The term historic is commonly used as an adjective meaning “famous or important in history, or potentially so.” Among its synonyms are momentous, notable, and significant.
“Ralph Branca, pitcher who gave up historic home run, dies at 90”
“Historic WWII PT boat heads home through streets of New Orleans”
“Thanksgiving 2016 Quotes: All The Best Historic, Inspiring, And Funny Sayings to Share on Turkey Day”
On the other hand, historical is an adjective used to denote “of or concerning history; concerning past events” or “belonging to the past, not the present.”
“The Ankara shooting isn’t 1914. And historical analogies can often lead us astray.”
“Rutgers University Acknowledges Historical Ties to Slavery in New Report”

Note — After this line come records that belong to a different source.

//! Oracle backed by the local `claude` CLI
//!
//! The prompt is written to the subprocess's stdin and the plain-text reply is
//! read from stdout. The child is killed if the consult future is dropped,
//! which is how an expired arbitration deadline cancels it.

use async_trait::async_trait;
use std::process::Stdio;
use tokio::io::AsyncWriteExt;
use tokio::process::Command;
use tracing::{debug, error, info, warn};

use super::oracle::DecisionOracle;
use super::parse::{parse_reply, OracleReply};
use super::protocol::{ArbitrationRequest, ARBITRATION_SYSTEM_PROMPT};
use crate::config::OracleConfig;
use crate::error::OracleError;

const DEFAULT_CLI_PATH: &str = "claude";

pub struct ClaudeCliOracle {
    id: String,
    cli_path: String,
    model: Option<String>,
}

impl ClaudeCliOracle {
    pub fn new(config: &OracleConfig) -> Self {
        Self {
            id: config.id.clone(),
            cli_path: config
                .cli_path
                .clone()
                .unwrap_or_else(|| DEFAULT_CLI_PATH.to_string()),
            model: config.model.clone(),
        }
    }

    /// Check if the CLI can be executed
    pub async fn check_availability(&self) -> bool {
        match Command::new(&self.cli_path).arg("--version").output().await {
            Ok(out) if out.status.success() => {
                info!(
                    oracle = %self.id,
                    "claude CLI available: {}",
                    String::from_utf8_lossy(&out.stdout).trim()
                );
                true
            }
            Ok(_) => {
                warn!(oracle = %self.id, "claude CLI returned error status");
                false
            }
            Err(e) => {
                error!(oracle = %self.id, "claude CLI not found at '{}': {}", self.cli_path, e);
                false
            }
        }
    }

    fn failed(&self, reason: impl Into<String>) -> OracleError {
        OracleError::Unavailable {
            oracle: self.id.clone(),
            reason: reason.into(),
        }
    }
}

#[async_trait]
impl DecisionOracle for ClaudeCliOracle {
    fn id(&self) -> &str {
        &self.id
    }

    async fn consult(&self, request: &ArbitrationRequest) -> Result<OracleReply, OracleError> {
        let mut cmd = Command::new(&self.cli_path);
        cmd.arg("--print")
            .arg("--output-format")
            .arg("text")
            .arg("--system-prompt")
            .arg(ARBITRATION_SYSTEM_PROMPT)
            .stdin(Stdio::piped())
            .stdout(Stdio::piped())
            .stderr(Stdio::piped())
            .kill_on_drop(true);

        if let Some(model) = &self.model {
            cmd.arg("--model").arg(model);
        }

        debug!(oracle = %self.id, "spawning claude process");
        let mut child = cmd
            .spawn()
            .map_err(|e| self.failed(format!("failed to spawn {}: {}", self.cli_path, e)))?;

        if let Some(mut stdin) = child.stdin.take() {
            stdin
                .write_all(request.to_prompt().as_bytes())
                .await
                .map_err(|e| self.failed(format!("failed to write prompt: {}", e)))?;
        }

        let output = child
            .wait_with_output()
            .await
            .map_err(|e| self.failed(format!("failed to read output: {}", e)))?;

        if !output.status.success() {
            return Err(self.failed(format!(
                "claude exited with {}: {}",
                output.status,
                String::from_utf8_lossy(&output.stderr).trim()
            )));
        }

        let text = String::from_utf8_lossy(&output.stdout);
        parse_reply(&self.id, &text)
    }
}
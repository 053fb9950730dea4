//! Venue behind a signing sidecar that speaks the normalized REST contract:
//!
//! - `GET  {base}/account`            -> `{ "total_value_usd", "available_balance_usd" }`
//! - `GET  {base}/positions`          -> `{ "positions": [ { symbol, size, entry_price, ... } ] }`
//! - `POST {base}/positions/close_all` -> `{ "closed": [symbol, ...] }`
//!
//! Sizes are signed (negative = short). Keys and signing stay in the sidecar.

use async_trait::async_trait;
use reqwest::Method;
use rust_decimal::Decimal;
use serde_json::{json, Value};
use tracing::{info, instrument};

use super::http::{pick, pick_array, pick_str, require_decimal, parse_decimalish, VenueHttp};
use crate::domain::{AccountValue, Position, Side};
use crate::error::{GuardError, Result, VenueError};
use crate::exchange::{retry_transient, CloseReport, RetryPolicy, VenueAdapter, VenueKind, VenueResult};

pub struct GatewayVenue {
    id: String,
    base_url: String,
    http: VenueHttp,
    retry: RetryPolicy,
}

impl GatewayVenue {
    pub fn new(
        id: &str,
        base_url: &str,
        bearer: Option<String>,
        timeout_ms: u64,
        retry: RetryPolicy,
    ) -> Result<Self> {
        let base_url = base_url.trim_end_matches('/').to_string();
        if base_url.is_empty() {
            return Err(GuardError::InvalidConfig(format!(
                "venue {} needs a base_url",
                id
            )));
        }

        Ok(Self {
            id: id.to_string(),
            base_url,
            http: VenueHttp::new(id, timeout_ms, bearer)?,
            retry,
        })
    }

    fn url(&self, path: &str) -> String {
        format!("{}{}", self.base_url, path)
    }

    fn parse_position(&self, raw: &Value) -> VenueResult<Position> {
        let symbol = pick_str(raw, &["symbol", "coin", "market"])
            .ok_or_else(|| VenueError::data(&self.id, "position without symbol"))?
            .to_string();
        let raw_size = require_decimal(&self.id, raw, &["size", "szi"])?;

        // An explicit side wins over the size sign
        let side = match pick_str(raw, &["side"]).map(str::to_ascii_lowercase).as_deref() {
            Some("short") | Some("sell") => Side::Short,
            Some("long") | Some("buy") => Side::Long,
            _ => Side::from_signed(raw_size),
        };
        let signed_size = match side {
            Side::Short => -raw_size.abs(),
            Side::Long => raw_size.abs(),
        };

        let entry_price = require_decimal(&self.id, raw, &["entry_price", "entryPx"])?;
        let mark_price = pick(raw, &["mark_price", "markPx"])
            .and_then(parse_decimalish)
            .unwrap_or(entry_price);
        let unrealized_pnl = pick(raw, &["unrealized_pnl", "unrealizedPnl"])
            .and_then(parse_decimalish)
            .unwrap_or((mark_price - entry_price) * signed_size);
        let leverage = pick(raw, &["leverage"])
            .and_then(parse_decimalish)
            .unwrap_or(Decimal::ONE);

        Ok(Position {
            venue: self.id.clone(),
            symbol,
            side,
            size: signed_size.abs(),
            entry_price,
            mark_price,
            unrealized_pnl,
            leverage,
        })
    }
}

#[async_trait]
impl VenueAdapter for GatewayVenue {
    fn id(&self) -> &str {
        &self.id
    }

    fn kind(&self) -> VenueKind {
        VenueKind::Gateway
    }

    #[instrument(skip(self), fields(venue = %self.id))]
    async fn get_account_value(&self) -> VenueResult<AccountValue> {
        let url = self.url("/account");
        let (http, url) = (&self.http, url.as_str());
        let value = retry_transient(&self.retry, &self.id, "get_account_value", move || {
            http.request_json(Method::GET, url, None)
        })
        .await?;

        Ok(AccountValue {
            total: require_decimal(&self.id, &value, &["total_value_usd", "total_value", "equity"])?,
            available: require_decimal(
                &self.id,
                &value,
                &["available_balance_usd", "available_balance", "withdrawable"],
            )?,
        })
    }

    #[instrument(skip(self), fields(venue = %self.id))]
    async fn get_positions(&self) -> VenueResult<Vec<Position>> {
        let url = self.url("/positions");
        let (http, url) = (&self.http, url.as_str());
        let value = retry_transient(&self.retry, &self.id, "get_positions", move || {
            http.request_json(Method::GET, url, None)
        })
        .await?;

        let raw = pick_array(&value, &["positions", "data"])
            .ok_or_else(|| VenueError::data(&self.id, "positions payload is not a list"))?;

        let mut positions = Vec::with_capacity(raw.len());
        for item in raw {
            let position = self.parse_position(item)?;
            if position.is_open() {
                positions.push(position);
            }
        }
        Ok(positions)
    }

    #[instrument(skip(self), fields(venue = %self.id))]
    async fn close_all_positions(&self) -> VenueResult<CloseReport> {
        let url = self.url("/positions/close_all");
        let body = json!({ "reduce_only": true });
        let (http, url, body) = (&self.http, url.as_str(), &body);
        let value = retry_transient(&self.retry, &self.id, "close_all_positions", move || {
            http.request_json(Method::POST, url, Some(body))
        })
        .await?;

        let closed: Vec<String> = pick_array(&value, &["closed"])
            .unwrap_or(&[])
            .iter()
            .filter_map(|v| v.as_str().map(str::to_string))
            .collect();

        info!(closed = closed.len(), "gateway close_all acknowledged");
        Ok(CloseReport { closed })
    }
}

“The FTSE 100’s p/e ratio is 33, the historical average is 15. So are shares hugely overvalued?”
Notice that the main difference between the two terms is the emphasis of historic on the significance or influence of something in history. Meanwhile, the term historical be used to describe anything from the past, regardless of its significance or importance. Given these difference in use, we may conclude that anything historic can be considered historical but not everything historical can be recognized as historic.
Below are examples of the misuse of the word historic. In these sentences, the term historical would have been more appropriate to use.
“Business owners transform historic buildings in downtown”
“The return of Julue Dash’s Historic ‘Daughters of the Dust'”
The New Yorker
“Crewe Alexandra open investigation into allegations of historic sexual abuse as six people come forward after Andy Woodward’s revelations”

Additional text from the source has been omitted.